Pour finir et parce que j’ai trouvé cette phrase assez vraie, Voltaire écrivit dans Mélanges de philosophie, de morale et de politique : « Un mérite de la poésie dont bien des gens ne se doutent pas, c’est qu’elle dit plus que la prose, et en moins de paroles que la prose. » Ce n’est pas pour rien que j’apprécie le haïku où l’auteur doit exprimer sa pensée le temps d’un souffle : 17 syllabes, pas plus et pas moins ! Et vous ? Quel mode d’expression préférez-vous ?

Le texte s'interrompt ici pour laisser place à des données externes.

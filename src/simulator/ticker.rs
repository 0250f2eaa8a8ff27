//! Cancellable periodic task on a named worker thread.
//!
//! The worker waits on a stop channel with `recv_timeout` until the next
//! deadline and runs the callback on each timeout. [`TickHandle::cancel`]
//! disconnects the stop channel and joins the thread, so once it returns the
//! callback will never run again.

use std::thread;
use std::time::{Duration, Instant};

use crossbeam_channel::{Receiver, RecvTimeoutError, Sender, bounded};

use crate::core::errors::{MsimError, Result};

/// Owner of a running periodic task. Dropping the handle cancels the task.
#[derive(Debug)]
pub struct TickHandle {
    name: String,
    period: Duration,
    stop_tx: Option<Sender<()>>,
    join: Option<thread::JoinHandle<()>>,
}

impl TickHandle {
    /// Worker thread name.
    #[must_use]
    pub fn name(&self) -> &str {
        &self.name
    }

    /// Interval between callback runs.
    #[must_use]
    pub const fn period(&self) -> Duration {
        self.period
    }

    /// Whether the worker thread has exited (callback panic or cancellation).
    #[must_use]
    pub fn is_finished(&self) -> bool {
        self.join
            .as_ref()
            .is_none_or(std::thread::JoinHandle::is_finished)
    }

    /// Stop the task and wait for the worker to exit.
    pub fn cancel(mut self) {
        self.shutdown();
    }

    fn shutdown(&mut self) {
        drop(self.stop_tx.take());
        if let Some(join) = self.join.take()
            && join.join().is_err()
        {
            eprintln!("[MSIM-TICK] {} worker panicked", self.name);
        }
    }
}

impl Drop for TickHandle {
    fn drop(&mut self) {
        self.shutdown();
    }
}

/// Run `on_tick` every `period` on a thread named `name` until cancelled.
///
/// The first call happens one `period` after spawning.
pub fn spawn_ticker<F>(name: &str, period: Duration, mut on_tick: F) -> Result<TickHandle>
where
    F: FnMut() + Send + 'static,
{
    let (stop_tx, stop_rx) = bounded::<()>(0);
    let join = thread::Builder::new()
        .name(name.to_string())
        .spawn(move || ticker_thread_main(&stop_rx, period, &mut on_tick))
        .map_err(|source| MsimError::Runtime {
            details: format!("failed to spawn {name} thread: {source}"),
        })?;

    Ok(TickHandle {
        name: name.to_string(),
        period,
        stop_tx: Some(stop_tx),
        join: Some(join),
    })
}

fn ticker_thread_main<F: FnMut()>(stop_rx: &Receiver<()>, period: Duration, on_tick: &mut F) {
    let mut next = Instant::now() + period;
    loop {
        let wait = next.saturating_duration_since(Instant::now());
        match stop_rx.recv_timeout(wait) {
            Err(RecvTimeoutError::Timeout) => {
                on_tick();
                next += period;
                // Skip missed deadlines after a long callback instead of bursting.
                let now = Instant::now();
                if next < now {
                    next = now + period;
                }
            }
            Ok(()) | Err(RecvTimeoutError::Disconnected) => break,
        }
    }
}
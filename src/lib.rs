//! # ASTRO (library root)
//!
//! This crate provides the core plumbing for the **ASTRO** mission Q&A
//! service:
//! - Sentence embeddings and nearest-neighbor retrieval over a fixed mission
//!   corpus (`embedder`, `index`, `retriever`).
//! - Mission corpus and custom-response loading (`corpus`).
//! - Per-conversation short-term memory (`memory`).
//! - Small-talk detection, threshold policy, and answer assembly (`composer`).
//! - The external summarization client (`gateway`).
//! - The HTTP transport (`server`) and CLI (`commands`).
//!
//! The service answers a question by embedding it, looking up the closest
//! mission description in a prebuilt HNSW index, and either returning the
//! matched record directly (threshold-gated) or asking an OpenAI-compatible
//! model to summarize it together with the previous turn's context.
//!
//! ## Modules
//! - [`commands`], [`composer`], [`config`], [`corpus`], [`embedder`],
//!   [`gateway`], [`index`], [`memory`], [`retriever`], [`server`]

use directories::ProjectDirs;

pub mod commands;
pub mod composer;
pub mod config;
pub mod corpus;
pub mod embedder;
pub mod gateway;
pub mod index;
pub mod memory;
pub mod retriever;
pub mod server;

/// Boxed error type used throughout the crate.
///
/// `Send + Sync` so errors can cross task boundaries inside the web server.
pub type BoxError = Box<dyn std::error::Error + Send + Sync>;

/// Return the per-platform configuration directory used by ASTRO.
///
/// This uses [`directories::ProjectDirs`] with the application triple
/// `("com", "issdc", "astro")`, so you get the right place on each OS
/// (e.g., `~/.config/astro` on Linux via XDG).
///
/// The directory is **not** created by this function; callers that need it
/// should create it with `fs::create_dir_all`.
///
/// # Errors
/// Returns an error if the platform configuration directory cannot be
/// determined (rare, but possible in heavily sandboxed environments).
///
/// # Examples
/// ```rust
/// let cfg = astro_chat::config_dir().expect("has a config dir");
/// println!("config at {}", cfg.display());
/// ```
pub fn config_dir() -> Result<std::path::PathBuf, BoxError> {
    let proj_dirs =
        ProjectDirs::from("com", "issdc", "astro").ok_or("Unable to determine config directory")?;
    Ok(proj_dirs.config_dir().to_path_buf())
}
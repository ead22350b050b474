//! This module defines the command-line interface for the service using
//! `clap`.
//!
//! It provides a `Cli` struct that represents the parsed command-line
//! arguments, and a `Commands` enum that represents the available
//! subcommands and their options.
//!
//! # Examples
//!
//! Parsing command-line arguments:
//!
//! ```no_run
//! use clap::Parser;
//! use astro_chat::commands::Cli;
//!
//! let cli = Cli::parse();
//! ```

use clap::{Parser, Subcommand};
use std::path::PathBuf;

/// Represents the parsed command-line arguments.
///
/// This struct is constructed by parsing the command-line arguments using
/// `clap`. It contains a `command` field that holds the parsed subcommand
/// and its options.
#[derive(Parser, Debug)]
#[command(author, version, about, long_about = None, propagate_version = true, color = clap::ColorChoice::Always)]
pub struct Cli {
    /// The parsed subcommand and its options.
    #[command(subcommand)]
    pub command: Commands,
}

/// Represents the available subcommands and their options.
#[derive(Subcommand, Debug)]
#[command(about, long_about = None, color = clap::ColorChoice::Always)]
pub enum Commands {
    /// Run the HTTP server.
    ///
    /// Loads the corpus, the vector index, and the embedding model, then
    /// serves the chat endpoints until interrupted.
    Serve {
        /// Path to the configuration file. Defaults to `config.yaml` in the
        /// per-platform configuration directory.
        #[arg(short, long, env = "ASTRO_CONFIG")]
        config: Option<PathBuf>,
    },

    /// Write a default configuration file to the configuration directory.
    Init,
}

Allez petit bonus car je trouve ce paragraphe dans Mélanges de philosophie, de morale et de politique de Voltaire tellement juste : « On demande comment la poésie étant si peu nécessaire au monde, elle occupe un si haut rang parmi les beaux-arts. On peut faire la même question sur la musique. La poésie est la musique de l’âme, et surtout des âmes grandes et sensibles. » Après cela que dire de plus… ne plus rien dire, juste me taire.